■ **EXERCISE DIRECTIONS**: Look below for the line that contains "async fn main()", then copy it and each following line exactly, through and including the line that contains "let dispatcher = dispatcher.clone();".
##### INPUT DATA #####
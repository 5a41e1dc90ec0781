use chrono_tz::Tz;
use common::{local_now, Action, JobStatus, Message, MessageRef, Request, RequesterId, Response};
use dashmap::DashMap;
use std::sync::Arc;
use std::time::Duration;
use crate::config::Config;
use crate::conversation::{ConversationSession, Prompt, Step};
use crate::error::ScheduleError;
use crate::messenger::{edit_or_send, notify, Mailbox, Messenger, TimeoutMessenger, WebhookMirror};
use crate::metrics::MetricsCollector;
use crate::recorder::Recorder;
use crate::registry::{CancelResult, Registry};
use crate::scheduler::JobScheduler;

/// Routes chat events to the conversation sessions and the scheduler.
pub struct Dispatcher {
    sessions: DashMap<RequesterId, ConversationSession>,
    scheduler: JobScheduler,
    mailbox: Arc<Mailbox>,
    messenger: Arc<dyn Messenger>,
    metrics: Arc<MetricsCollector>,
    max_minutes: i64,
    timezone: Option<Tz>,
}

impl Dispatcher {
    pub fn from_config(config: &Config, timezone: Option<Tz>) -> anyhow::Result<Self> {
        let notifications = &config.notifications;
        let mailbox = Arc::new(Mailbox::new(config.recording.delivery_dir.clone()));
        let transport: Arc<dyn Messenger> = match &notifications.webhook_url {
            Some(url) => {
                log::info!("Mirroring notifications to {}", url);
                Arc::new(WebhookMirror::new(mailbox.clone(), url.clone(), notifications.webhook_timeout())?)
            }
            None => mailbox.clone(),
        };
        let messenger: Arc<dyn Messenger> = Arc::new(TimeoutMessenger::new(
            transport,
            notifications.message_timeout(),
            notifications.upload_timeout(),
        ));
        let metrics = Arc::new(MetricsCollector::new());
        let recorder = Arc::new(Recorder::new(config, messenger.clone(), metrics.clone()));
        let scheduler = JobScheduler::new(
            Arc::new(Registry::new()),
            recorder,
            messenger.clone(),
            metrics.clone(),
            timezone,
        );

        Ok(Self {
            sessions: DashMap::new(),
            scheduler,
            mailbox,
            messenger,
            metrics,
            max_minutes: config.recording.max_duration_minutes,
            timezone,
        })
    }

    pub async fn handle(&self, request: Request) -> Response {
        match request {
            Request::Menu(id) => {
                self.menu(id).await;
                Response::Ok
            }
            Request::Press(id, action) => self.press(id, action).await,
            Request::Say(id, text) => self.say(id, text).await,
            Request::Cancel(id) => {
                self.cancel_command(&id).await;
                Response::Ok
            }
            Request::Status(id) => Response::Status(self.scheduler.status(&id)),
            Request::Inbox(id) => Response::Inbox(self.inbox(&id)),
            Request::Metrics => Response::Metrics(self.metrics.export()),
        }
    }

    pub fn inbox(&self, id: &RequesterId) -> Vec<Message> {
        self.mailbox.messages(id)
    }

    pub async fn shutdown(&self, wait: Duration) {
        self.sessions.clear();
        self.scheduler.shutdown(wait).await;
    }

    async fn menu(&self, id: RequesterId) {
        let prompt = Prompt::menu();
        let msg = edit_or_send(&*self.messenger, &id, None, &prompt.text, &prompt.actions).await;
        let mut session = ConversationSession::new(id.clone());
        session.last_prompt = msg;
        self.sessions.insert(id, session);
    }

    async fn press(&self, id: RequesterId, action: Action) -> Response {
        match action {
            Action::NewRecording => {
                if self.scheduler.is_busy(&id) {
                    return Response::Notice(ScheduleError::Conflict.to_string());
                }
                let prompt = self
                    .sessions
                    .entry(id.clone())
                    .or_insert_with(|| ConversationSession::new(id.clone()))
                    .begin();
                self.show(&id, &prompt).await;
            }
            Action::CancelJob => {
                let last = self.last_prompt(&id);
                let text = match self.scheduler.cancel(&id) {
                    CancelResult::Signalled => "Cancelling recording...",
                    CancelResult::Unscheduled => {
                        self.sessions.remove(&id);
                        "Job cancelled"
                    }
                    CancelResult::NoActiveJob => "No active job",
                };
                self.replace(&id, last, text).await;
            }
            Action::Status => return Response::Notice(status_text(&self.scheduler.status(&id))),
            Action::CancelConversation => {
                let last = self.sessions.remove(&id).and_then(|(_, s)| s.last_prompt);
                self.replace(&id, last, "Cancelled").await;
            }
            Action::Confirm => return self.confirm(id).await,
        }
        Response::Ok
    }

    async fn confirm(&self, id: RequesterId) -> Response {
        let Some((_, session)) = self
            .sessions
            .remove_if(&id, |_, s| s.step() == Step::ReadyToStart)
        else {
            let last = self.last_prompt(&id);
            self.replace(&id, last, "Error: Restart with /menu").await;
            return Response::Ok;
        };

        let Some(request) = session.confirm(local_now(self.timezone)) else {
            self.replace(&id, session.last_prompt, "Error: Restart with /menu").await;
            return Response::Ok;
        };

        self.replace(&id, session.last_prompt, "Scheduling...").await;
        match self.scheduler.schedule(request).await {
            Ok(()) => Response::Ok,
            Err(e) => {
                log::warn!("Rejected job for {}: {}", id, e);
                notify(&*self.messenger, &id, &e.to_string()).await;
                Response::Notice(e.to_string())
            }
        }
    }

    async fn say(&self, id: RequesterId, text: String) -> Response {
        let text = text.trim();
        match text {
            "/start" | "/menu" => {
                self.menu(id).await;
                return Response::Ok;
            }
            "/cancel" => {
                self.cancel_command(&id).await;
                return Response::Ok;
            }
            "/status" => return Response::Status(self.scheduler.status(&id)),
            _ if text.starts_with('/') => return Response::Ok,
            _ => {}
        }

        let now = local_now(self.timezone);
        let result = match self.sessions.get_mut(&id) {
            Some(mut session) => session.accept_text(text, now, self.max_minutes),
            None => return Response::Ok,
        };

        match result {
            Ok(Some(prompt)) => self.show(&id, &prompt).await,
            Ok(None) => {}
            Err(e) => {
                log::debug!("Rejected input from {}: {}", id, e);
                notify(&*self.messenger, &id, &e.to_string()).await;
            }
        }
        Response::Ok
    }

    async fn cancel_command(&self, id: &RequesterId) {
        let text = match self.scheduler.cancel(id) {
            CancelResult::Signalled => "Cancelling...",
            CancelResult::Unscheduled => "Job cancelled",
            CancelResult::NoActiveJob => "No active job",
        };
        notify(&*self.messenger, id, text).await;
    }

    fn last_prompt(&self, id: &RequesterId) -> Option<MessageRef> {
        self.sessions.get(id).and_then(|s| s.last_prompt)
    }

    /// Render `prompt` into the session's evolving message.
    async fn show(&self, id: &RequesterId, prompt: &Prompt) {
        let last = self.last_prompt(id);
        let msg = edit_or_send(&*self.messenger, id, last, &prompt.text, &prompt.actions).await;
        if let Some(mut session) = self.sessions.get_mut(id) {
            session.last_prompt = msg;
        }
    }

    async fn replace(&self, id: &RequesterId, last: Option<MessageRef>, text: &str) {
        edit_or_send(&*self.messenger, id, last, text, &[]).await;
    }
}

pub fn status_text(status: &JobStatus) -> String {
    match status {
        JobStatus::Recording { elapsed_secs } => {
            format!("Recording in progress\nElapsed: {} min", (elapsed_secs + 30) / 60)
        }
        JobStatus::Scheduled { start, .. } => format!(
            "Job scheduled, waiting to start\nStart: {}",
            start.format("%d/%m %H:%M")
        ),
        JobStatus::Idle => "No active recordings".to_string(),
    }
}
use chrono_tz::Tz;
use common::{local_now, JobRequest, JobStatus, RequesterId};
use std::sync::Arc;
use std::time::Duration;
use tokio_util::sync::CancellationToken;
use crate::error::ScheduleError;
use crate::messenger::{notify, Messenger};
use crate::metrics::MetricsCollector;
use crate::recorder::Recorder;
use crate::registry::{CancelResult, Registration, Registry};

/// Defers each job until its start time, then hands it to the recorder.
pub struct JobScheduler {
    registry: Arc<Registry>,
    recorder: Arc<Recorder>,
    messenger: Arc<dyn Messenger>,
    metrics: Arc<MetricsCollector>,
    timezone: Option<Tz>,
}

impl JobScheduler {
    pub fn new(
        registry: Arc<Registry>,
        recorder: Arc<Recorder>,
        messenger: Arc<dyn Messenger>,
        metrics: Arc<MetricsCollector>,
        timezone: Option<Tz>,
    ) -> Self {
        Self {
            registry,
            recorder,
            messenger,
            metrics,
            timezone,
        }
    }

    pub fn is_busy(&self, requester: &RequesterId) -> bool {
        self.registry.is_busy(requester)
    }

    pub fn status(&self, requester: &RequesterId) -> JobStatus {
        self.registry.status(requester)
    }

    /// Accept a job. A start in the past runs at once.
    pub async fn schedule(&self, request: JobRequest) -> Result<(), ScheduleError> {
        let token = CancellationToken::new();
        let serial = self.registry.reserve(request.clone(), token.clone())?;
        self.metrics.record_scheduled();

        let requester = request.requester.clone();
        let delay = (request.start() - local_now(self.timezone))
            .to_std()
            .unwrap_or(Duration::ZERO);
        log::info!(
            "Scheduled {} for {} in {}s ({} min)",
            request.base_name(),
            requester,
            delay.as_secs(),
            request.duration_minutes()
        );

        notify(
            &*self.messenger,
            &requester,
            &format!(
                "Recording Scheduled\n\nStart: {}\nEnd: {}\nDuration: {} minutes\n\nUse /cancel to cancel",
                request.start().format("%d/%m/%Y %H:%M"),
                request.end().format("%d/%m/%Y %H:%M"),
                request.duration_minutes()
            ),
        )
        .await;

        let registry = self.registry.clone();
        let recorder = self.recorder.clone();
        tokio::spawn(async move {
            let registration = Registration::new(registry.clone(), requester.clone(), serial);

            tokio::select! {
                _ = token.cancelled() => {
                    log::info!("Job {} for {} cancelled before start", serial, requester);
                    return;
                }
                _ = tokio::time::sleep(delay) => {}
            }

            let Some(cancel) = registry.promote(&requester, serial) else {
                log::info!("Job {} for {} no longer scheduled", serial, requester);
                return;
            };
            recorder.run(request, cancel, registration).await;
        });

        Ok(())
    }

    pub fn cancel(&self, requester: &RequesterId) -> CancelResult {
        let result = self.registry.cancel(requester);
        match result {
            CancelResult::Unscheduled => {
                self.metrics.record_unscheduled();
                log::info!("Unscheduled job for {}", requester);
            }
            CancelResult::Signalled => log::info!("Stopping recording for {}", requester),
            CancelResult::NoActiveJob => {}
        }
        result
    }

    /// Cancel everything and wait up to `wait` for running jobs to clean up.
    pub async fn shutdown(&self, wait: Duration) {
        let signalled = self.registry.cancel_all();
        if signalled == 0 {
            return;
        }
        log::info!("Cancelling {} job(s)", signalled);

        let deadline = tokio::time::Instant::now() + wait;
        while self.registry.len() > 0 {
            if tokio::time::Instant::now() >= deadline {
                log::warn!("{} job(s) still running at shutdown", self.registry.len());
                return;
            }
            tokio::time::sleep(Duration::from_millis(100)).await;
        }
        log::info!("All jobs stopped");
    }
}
#####
##### INPUT DATA #####
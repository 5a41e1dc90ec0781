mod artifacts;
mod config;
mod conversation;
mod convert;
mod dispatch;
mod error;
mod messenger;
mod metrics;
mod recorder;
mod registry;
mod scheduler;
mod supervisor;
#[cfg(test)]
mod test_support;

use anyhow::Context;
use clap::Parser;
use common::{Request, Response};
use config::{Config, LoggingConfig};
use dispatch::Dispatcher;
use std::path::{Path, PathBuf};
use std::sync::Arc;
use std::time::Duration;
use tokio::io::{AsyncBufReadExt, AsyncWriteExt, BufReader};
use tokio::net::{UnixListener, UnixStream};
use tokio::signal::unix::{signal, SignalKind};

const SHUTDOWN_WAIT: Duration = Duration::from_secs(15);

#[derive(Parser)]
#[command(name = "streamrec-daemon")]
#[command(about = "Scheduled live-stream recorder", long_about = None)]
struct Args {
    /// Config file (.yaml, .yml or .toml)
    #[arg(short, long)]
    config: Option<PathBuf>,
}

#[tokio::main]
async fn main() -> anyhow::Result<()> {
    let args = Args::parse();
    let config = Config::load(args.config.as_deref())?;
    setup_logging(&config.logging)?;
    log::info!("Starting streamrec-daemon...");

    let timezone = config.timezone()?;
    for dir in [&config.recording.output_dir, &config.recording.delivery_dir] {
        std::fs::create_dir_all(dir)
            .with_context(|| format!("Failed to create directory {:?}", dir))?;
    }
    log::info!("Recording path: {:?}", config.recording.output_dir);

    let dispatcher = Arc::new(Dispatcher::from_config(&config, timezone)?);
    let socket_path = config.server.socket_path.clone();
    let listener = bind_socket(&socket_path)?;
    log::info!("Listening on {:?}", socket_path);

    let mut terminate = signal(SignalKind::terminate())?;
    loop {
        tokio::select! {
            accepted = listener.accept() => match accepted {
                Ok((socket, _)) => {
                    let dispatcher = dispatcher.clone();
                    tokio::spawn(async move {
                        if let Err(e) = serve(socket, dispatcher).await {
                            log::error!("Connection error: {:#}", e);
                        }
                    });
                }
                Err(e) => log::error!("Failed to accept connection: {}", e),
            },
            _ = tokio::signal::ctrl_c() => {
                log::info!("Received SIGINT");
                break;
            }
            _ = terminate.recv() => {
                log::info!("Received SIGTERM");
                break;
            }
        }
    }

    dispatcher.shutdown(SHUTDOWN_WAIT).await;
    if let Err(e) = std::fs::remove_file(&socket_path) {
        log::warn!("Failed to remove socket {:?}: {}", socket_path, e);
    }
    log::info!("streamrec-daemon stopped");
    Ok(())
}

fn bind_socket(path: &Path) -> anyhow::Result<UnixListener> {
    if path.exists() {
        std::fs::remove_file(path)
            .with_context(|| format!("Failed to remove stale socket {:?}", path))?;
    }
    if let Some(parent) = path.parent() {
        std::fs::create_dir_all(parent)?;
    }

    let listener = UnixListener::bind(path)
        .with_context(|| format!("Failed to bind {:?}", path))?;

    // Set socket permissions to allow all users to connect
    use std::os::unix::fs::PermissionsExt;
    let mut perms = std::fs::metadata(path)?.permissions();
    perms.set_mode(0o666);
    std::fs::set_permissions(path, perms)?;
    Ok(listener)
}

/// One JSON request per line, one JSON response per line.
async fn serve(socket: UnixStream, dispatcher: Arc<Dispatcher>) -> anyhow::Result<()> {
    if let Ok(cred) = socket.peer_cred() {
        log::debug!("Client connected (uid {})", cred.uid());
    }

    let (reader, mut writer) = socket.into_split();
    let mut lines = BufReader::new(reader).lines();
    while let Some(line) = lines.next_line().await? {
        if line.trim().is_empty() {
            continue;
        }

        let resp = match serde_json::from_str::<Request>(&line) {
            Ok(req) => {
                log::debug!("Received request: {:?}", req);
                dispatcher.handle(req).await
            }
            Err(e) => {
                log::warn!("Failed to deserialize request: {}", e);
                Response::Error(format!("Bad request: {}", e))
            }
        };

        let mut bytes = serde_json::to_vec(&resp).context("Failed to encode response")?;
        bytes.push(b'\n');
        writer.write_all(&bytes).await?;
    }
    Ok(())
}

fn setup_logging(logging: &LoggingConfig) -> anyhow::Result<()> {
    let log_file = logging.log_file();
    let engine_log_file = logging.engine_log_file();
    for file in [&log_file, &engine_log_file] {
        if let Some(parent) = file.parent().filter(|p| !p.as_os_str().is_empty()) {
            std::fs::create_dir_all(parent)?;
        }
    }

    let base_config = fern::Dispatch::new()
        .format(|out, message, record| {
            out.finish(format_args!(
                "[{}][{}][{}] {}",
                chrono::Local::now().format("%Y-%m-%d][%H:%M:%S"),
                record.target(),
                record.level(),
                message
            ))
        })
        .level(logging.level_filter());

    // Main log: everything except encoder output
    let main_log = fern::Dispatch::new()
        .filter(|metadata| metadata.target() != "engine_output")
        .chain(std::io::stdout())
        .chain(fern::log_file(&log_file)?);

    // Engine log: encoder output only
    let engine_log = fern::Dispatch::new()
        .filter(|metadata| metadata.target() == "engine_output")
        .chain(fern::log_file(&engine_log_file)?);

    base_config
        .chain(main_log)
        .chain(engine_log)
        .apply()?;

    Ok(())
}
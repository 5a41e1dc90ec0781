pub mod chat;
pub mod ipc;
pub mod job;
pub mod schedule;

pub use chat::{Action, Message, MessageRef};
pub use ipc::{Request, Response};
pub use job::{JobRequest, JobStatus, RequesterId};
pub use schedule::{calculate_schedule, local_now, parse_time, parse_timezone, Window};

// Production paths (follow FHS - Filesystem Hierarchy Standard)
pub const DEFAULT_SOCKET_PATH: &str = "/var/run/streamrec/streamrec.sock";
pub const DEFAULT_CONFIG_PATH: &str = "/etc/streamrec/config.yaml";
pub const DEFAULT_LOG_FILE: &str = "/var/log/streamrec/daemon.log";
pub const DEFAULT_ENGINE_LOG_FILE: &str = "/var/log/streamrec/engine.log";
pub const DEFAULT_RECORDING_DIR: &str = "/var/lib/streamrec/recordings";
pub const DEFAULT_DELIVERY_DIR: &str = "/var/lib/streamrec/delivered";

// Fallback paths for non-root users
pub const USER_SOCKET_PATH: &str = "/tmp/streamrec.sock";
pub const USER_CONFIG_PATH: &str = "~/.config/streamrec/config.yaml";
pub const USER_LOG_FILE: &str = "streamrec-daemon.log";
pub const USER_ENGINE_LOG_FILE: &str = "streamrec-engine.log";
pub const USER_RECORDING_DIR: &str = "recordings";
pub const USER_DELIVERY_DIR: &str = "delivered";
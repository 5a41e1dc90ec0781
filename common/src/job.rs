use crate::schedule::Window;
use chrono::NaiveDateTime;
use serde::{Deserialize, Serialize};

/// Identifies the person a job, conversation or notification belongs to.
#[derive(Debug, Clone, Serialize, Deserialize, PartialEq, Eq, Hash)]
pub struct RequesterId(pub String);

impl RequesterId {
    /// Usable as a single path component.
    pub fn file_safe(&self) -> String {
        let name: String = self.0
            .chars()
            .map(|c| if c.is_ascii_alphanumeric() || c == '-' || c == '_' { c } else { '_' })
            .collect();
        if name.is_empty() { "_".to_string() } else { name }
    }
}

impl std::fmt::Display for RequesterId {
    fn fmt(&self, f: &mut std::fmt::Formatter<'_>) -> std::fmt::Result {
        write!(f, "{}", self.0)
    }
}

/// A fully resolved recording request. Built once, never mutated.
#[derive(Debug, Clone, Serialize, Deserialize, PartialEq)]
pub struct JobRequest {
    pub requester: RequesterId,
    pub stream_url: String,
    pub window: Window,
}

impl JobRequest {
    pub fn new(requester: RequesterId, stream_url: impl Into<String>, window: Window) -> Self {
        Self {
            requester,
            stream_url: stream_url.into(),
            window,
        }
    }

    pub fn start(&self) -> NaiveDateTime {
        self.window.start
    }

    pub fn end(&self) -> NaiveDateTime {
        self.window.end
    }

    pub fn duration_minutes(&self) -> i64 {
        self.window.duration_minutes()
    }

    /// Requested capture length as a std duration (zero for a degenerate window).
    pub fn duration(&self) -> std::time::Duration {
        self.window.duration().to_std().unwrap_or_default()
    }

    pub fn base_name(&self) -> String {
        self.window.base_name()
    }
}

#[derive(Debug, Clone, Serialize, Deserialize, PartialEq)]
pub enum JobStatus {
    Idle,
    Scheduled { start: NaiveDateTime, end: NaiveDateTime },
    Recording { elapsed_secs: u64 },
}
#####
■ **ANSWER TO THIS PROBLEM**:
async fn main() -> anyhow::Result<()> {
    let args = Args::parse();
    let config = Config::load(args.config.as_deref())?;
    setup_logging(&config.logging)?;
    log::info!("Starting streamrec-daemon...");

    let timezone = config.timezone()?;
    for dir in [&config.recording.output_dir, &config.recording.delivery_dir] {
        std::fs::create_dir_all(dir)
            .with_context(|| format!("Failed to create directory {:?}", dir))?;
    }
    log::info!("Recording path: {:?}", config.recording.output_dir);

    let dispatcher = Arc::new(Dispatcher::from_config(&config, timezone)?);
    let socket_path = config.server.socket_path.clone();
    let listener = bind_socket(&socket_path)?;
    log::info!("Listening on {:?}", socket_path);

    let mut terminate = signal(SignalKind::terminate())?;
    loop {
        tokio::select! {
            accepted = listener.accept() => match accepted {
                Ok((socket, _)) => {
                    let dispatcher = dispatcher.clone();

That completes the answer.